Strasberg uses an MRI to locate the tumor within the liver. Using ultrasound guidance, he surgically exposes the liver and places needle electrodes in the correct locations.

Strasberg explains: "The needles must be at a specific depth, parallel to each other and a specific distance apart. We use anywhere from three to five needles, depending on the size and configuration of the tumor, to kill mostly cancer cells and spare nearby healthy tissue."

Once the electrodes are in place, Strasberg enters information into the NanoKnife machine that allows it to confirm correct placement. The machine then automatically delivers electrical current in coordination with the patient's EKG pattern and heartbeat.

"The current is delivered during the 10 millisecond period of cardiac rhythm rest," he said. "By treating during this refractory period, the current cannot interfere with normal heart rhythms."

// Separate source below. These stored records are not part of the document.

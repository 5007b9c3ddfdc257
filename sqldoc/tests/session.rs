use serde::{Deserialize, Serialize};
use sqldoc::{
    executor::Row,
    memory::InMemoryExecutor,
    prelude::*,
    statement::{SqlValue, Statement},
};
use tracing_subscriber::EnvFilter;
use uuid::Uuid;

#[derive(Debug, Clone, PartialEq, Serialize, Deserialize, Document)]
struct Person {
    name: String,
    age: u32,
}

#[derive(Debug, Clone, PartialEq, Serialize, Deserialize, Document)]
#[document(table = "people_archive")]
struct ArchivedPerson {
    name: String,
}

#[derive(Debug, Clone, PartialEq, Serialize, Deserialize, Document)]
struct Invoice {
    number: u64,
    total: f64,
}

#[derive(Debug, Clone, Serialize, Deserialize, Document)]
struct Nothing;

#[derive(Debug, Clone, PartialEq, Serialize, Deserialize, Document)]
#[document(table = "Person")]
struct KeyedPerson {
    _id: String,
    name: String,
    age: u32,
}

#[derive(Debug, Clone, PartialEq, Serialize, Deserialize, Document)]
struct PersonCs {
    _id: Uuid,
    name: String,
    age: u32,
    nickname: Option<String>,
    favourite_things: Vec<String>,
}

fn init_tracing() {
    let _ = tracing_subscriber::fmt()
        .with_env_filter(EnvFilter::from_default_env())
        .with_test_writer()
        .try_init();
}

fn ernesto(age: u32) -> Person {
    Person { name: "Ernesto".into(), age }
}

async fn memory(target: StoreTarget) -> InMemoryExecutor {
    init_tracing();
    InMemoryExecutor::builder().target(target).build().await.unwrap()
}

async fn postgres_session() -> DocumentSession<Uuid, InMemoryExecutor> {
    DocumentSession::new(memory(StoreTarget::postgres("memory")).await)
}

#[tokio::test]
async fn stored_document_loads_back() {
    let mut session = postgres_session().await;
    let id = Uuid::new_v4();

    session.store(id, ernesto(31)).unwrap();
    let report = session.save_changes().await.unwrap();

    assert_eq!(report.statements, 1);
    assert_eq!(report.rows_affected, 1);
    assert_eq!(report.guarantee, CommitGuarantee::Atomic);

    let loaded: Person = session.load(id).await.unwrap();
    assert_eq!(loaded, ernesto(31));
}

#[tokio::test]
async fn update_in_a_later_commit_replaces_the_payload() {
    let mut session = postgres_session().await;
    let id = Uuid::new_v4();

    session.store(id, ernesto(31)).unwrap();
    session.save_changes().await.unwrap();

    session.update(id, ernesto(32)).unwrap();
    session.save_changes().await.unwrap();

    let loaded: Person = session.load(id).await.unwrap();
    assert_eq!(loaded.age, 32);
}

#[tokio::test]
async fn insert_update_delete_in_one_commit_run_in_order() {
    let mut session = postgres_session().await;
    let id = Uuid::new_v4();

    session.store(id, ernesto(31)).unwrap();
    session.update(id, ernesto(32)).unwrap();
    session.delete(id, ernesto(32)).unwrap();
    assert_eq!(session.pending(), 3);

    let report = session.save_changes().await.unwrap();

    assert_eq!(report.statements, 3);
    assert_eq!(session.pending(), 0);
    assert!(matches!(
        session.load::<Person>(id).await,
        Err(DocumentStoreError::NotFound { ref table, .. }) if table == "Person"
    ));
}

#[tokio::test]
async fn deleted_document_no_longer_matches_a_query() {
    let mut session = postgres_session().await;
    let id = Uuid::new_v4();

    session.store(id, ernesto(31)).unwrap();
    session.save_changes().await.unwrap();

    session.delete(id, ernesto(31)).unwrap();
    session.save_changes().await.unwrap();

    let people: Vec<Person> = session
        .query("select data from Person where id = :id", Parameters::new().bind("id", id))
        .await
        .unwrap();
    assert!(people.is_empty());
}

#[tokio::test]
async fn queries_filter_on_payload_fields_in_insertion_order() {
    let mut session = postgres_session().await;

    session.store(Uuid::new_v4(), ernesto(31)).unwrap();
    session.store(Uuid::new_v4(), Person { name: "Ada".into(), age: 36 }).unwrap();
    session.store(Uuid::new_v4(), ernesto(60)).unwrap();
    session.save_changes().await.unwrap();

    let named: Vec<Person> = session
        .query(
            "select data from Person where data->>'name' = :name",
            Parameters::new().bind("name", "Ernesto"),
        )
        .await
        .unwrap();
    assert_eq!(named, vec![ernesto(31), ernesto(60)]);

    let everyone: Vec<Person> = session
        .query("select data from Person", Parameters::default())
        .await
        .unwrap();
    assert_eq!(everyone.len(), 3);
}

#[tokio::test]
async fn query_over_an_empty_table_is_empty() {
    let session = postgres_session().await;

    let people: Vec<Person> = session
        .query("select data from Person", Parameters::new())
        .await
        .unwrap();

    assert!(people.is_empty());
}

#[tokio::test]
async fn empty_payload_is_rejected_before_queueing() {
    let mut session = postgres_session().await;

    let err = session.store(Uuid::new_v4(), Nothing).unwrap_err();

    assert!(matches!(err, DocumentStoreError::ContractViolation(_)));
    assert_eq!(session.pending(), 0);
}

#[tokio::test]
async fn failed_commit_applies_nothing_and_empties_the_queue() {
    let mut session = postgres_session().await;
    let first = Uuid::new_v4();
    let second = Uuid::new_v4();

    session.store(first, ernesto(31)).unwrap();
    session.store(second, ernesto(40)).unwrap();
    session.store(first, ernesto(50)).unwrap();

    let err = session.save_changes().await.unwrap_err();

    assert!(matches!(err, DocumentStoreError::Backend(ref msg) if msg.contains("duplicate key")));
    assert_eq!(session.pending(), 0);
    assert!(session.load::<Person>(second).await.is_err());
}

#[tokio::test]
async fn xml_target_stores_xml_payloads() {
    let executor = memory(StoreTarget::sql_server_xml("memory")).await;
    let mut session = DocumentSession::new(executor.clone());

    session.store(7i64, ernesto(31)).unwrap();
    session.save_changes().await.unwrap();

    assert_eq!(
        executor.rows("Person").await,
        vec![(
            SqlValue::Int(7),
            r#"<document><name>Ernesto</name><age type="number">31</age></document>"#.to_string()
        )]
    );

    let loaded: Person = session.load(7).await.unwrap();
    assert_eq!(loaded, ernesto(31));

    let people: Vec<Person> = session
        .query("select [Data] from Person where [Id] = @id", Parameters::new().bind("@id", 7))
        .await
        .unwrap();
    assert_eq!(people, vec![ernesto(31)]);
}

#[tokio::test]
async fn string_keyed_document_is_found_by_its_own_id_field() {
    let mut session: DocumentSession<String, _> =
        DocumentSession::new(memory(StoreTarget::postgres("memory")).await);
    let person = KeyedPerson { _id: "p1".into(), name: "Ernesto".into(), age: 31 };

    session.store("p1".to_string(), person.clone()).unwrap();
    session.save_changes().await.unwrap();

    let people: Vec<KeyedPerson> = session
        .query(
            "select data from Person where data->>'_id' = :id",
            Parameters::new().bind("id", "p1"),
        )
        .await
        .unwrap();
    assert_eq!(people, vec![person]);
}

#[tokio::test]
async fn xml_target_round_trips_optional_and_collection_fields() {
    let executor = memory(StoreTarget::sql_server_xml("memory")).await;
    let mut session: DocumentSession<Uuid, _> = DocumentSession::new(executor.clone());
    let id = Uuid::new_v4();
    let mut person = PersonCs {
        _id: id,
        name: "Ernesto".into(),
        age: 31,
        nickname: None,
        favourite_things: Vec::new(),
    };

    session.store(id, person.clone()).unwrap();
    session.save_changes().await.unwrap();
    let loaded: PersonCs = session.load(id).await.unwrap();
    assert_eq!(loaded, person);

    person.age = 32;
    person.nickname = Some("Neto".into());
    person.favourite_things = vec!["chess".into(), "R&D <notes>".into()];
    session.update(id, person.clone()).unwrap();
    session.save_changes().await.unwrap();
    let loaded: PersonCs = session.load(id).await.unwrap();
    assert_eq!(loaded, person);

    person.nickname = None;
    person.favourite_things.clear();
    session.update(id, person.clone()).unwrap();
    session.save_changes().await.unwrap();
    let loaded: PersonCs = session.load(id).await.unwrap();
    assert_eq!(loaded, person);
    assert_eq!(executor.rows("PersonCs").await.len(), 1);
}

#[tokio::test]
async fn memory_xml_target_refuses_payload_field_filters() {
    let mut session = DocumentSession::new(memory(StoreTarget::sql_server_xml("memory")).await);
    session.store(7i64, ernesto(31)).unwrap();
    session.save_changes().await.unwrap();

    let err = session
        .query::<Person>(
            "select [Data] from Person where JSON_VALUE([Data], '$.name') = @name",
            Parameters::new().bind("name", "Ernesto"),
        )
        .await
        .unwrap_err();

    assert!(matches!(err, DocumentStoreError::Backend(ref msg) if msg.contains("by key only")));
}

#[tokio::test]
async fn table_name_can_be_overridden() {
    let executor = memory(StoreTarget::sql_server_generic("memory")).await;
    let mut session = DocumentSession::new(executor.clone());

    session.store(1i64, ArchivedPerson { name: "Ada".into() }).unwrap();
    session.save_changes().await.unwrap();

    assert_eq!(executor.rows("people_archive").await.len(), 1);
    assert!(executor.rows("ArchivedPerson").await.is_empty());
}

#[tokio::test]
async fn undecodable_rows_surface_the_row_key() {
    let mut session = DocumentSession::new(memory(StoreTarget::postgres("memory")).await);
    session.store(42i64, ernesto(31)).unwrap();
    session.save_changes().await.unwrap();

    let err = session
        .query::<Invoice>("select id, data from Person", Parameters::new())
        .await
        .unwrap_err();

    assert!(matches!(err, DocumentStoreError::Decode { key: Some(ref k), .. } if k == "42"));
}

#[tokio::test]
async fn unbound_parameters_never_reach_the_backend() {
    let session = postgres_session().await;

    let err = session
        .query::<Person>("select data from Person where id = :id", Parameters::new())
        .await
        .unwrap_err();

    assert!(matches!(err, DocumentStoreError::UnboundParameter(ref name) if name == "id"));
}

#[tokio::test]
async fn sessions_can_be_boxed_over_any_executor() {
    let executor: Box<dyn Executor> = Box::new(memory(StoreTarget::sql_server_generic("memory")).await);
    let mut session: DynDocumentSession<String> = DocumentSession::new(executor);

    session.store("ernesto".to_string(), ernesto(31)).unwrap();
    session.save_changes().await.unwrap();

    assert_eq!(session.target().dialect(), Dialect::SqlServerGeneric);
    let loaded: Person = session.load("ernesto".to_string()).await.unwrap();
    assert_eq!(loaded, ernesto(31));
}

#[tokio::test]
async fn target_from_configuration_text() {
    let target = StoreTarget::from_backend("MSSQL-Generic", "memory").unwrap();
    assert_eq!(target.dialect(), Dialect::SqlServerGeneric);

    let err = StoreTarget::from_backend("oracle", "memory").unwrap_err();
    assert!(matches!(err, DocumentStoreError::UnsupportedBackend(_)));
}

/// Answers every fetch with the same rows.
#[derive(Debug)]
struct Duplicated {
    target: StoreTarget,
}

#[sqldoc::async_trait]
impl Executor for Duplicated {
    fn target(&self) -> &StoreTarget {
        &self.target
    }

    fn guarantee(&self) -> CommitGuarantee {
        CommitGuarantee::PerStatement
    }

    async fn execute_batch(&self, statements: Vec<Statement>) -> DocumentStoreResult<u64> {
        Ok(statements.len() as u64)
    }

    async fn fetch(&self, _statement: Statement) -> DocumentStoreResult<Vec<Row>> {
        let row = Row::new(None, Some(r#"{"name":"Ernesto","age":31}"#.to_string()));
        Ok(vec![row.clone(), row])
    }
}

#[tokio::test]
async fn load_matching_several_rows_is_ambiguous() {
    init_tracing();
    let mut session = DocumentSession::new(Duplicated { target: StoreTarget::postgres("scripted") });

    session.store(1i64, ernesto(31)).unwrap();
    let report = session.save_changes().await.unwrap();
    assert_eq!(report.guarantee, CommitGuarantee::PerStatement);

    let err = session.load::<Person>(1).await.unwrap_err();
    assert!(matches!(err, DocumentStoreError::Ambiguous { count: 2, .. }));
}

Strasberg says delivery of the current takes about 10 to 15 minutes, but the entire surgical procedure can take two hours. Six weeks after IRE, the patient has an MRI to confirm tumor destruction.

Contraindications for IRE

Patients who aren't eligible for IRE fall into several categories:

  • Those whose tumors are too large or too numerous.
  • Those who have implanted pacemakers or defibrillators, devices not currently included in FDA approvals for this procedure.
  • Those who have very fast or irregular heartbeats. Safety factors built into the NanoKnife system prevent it from identifying the refractory period if the heartbeat is erratic or too fast. In such cases, the machine won't deliver a current.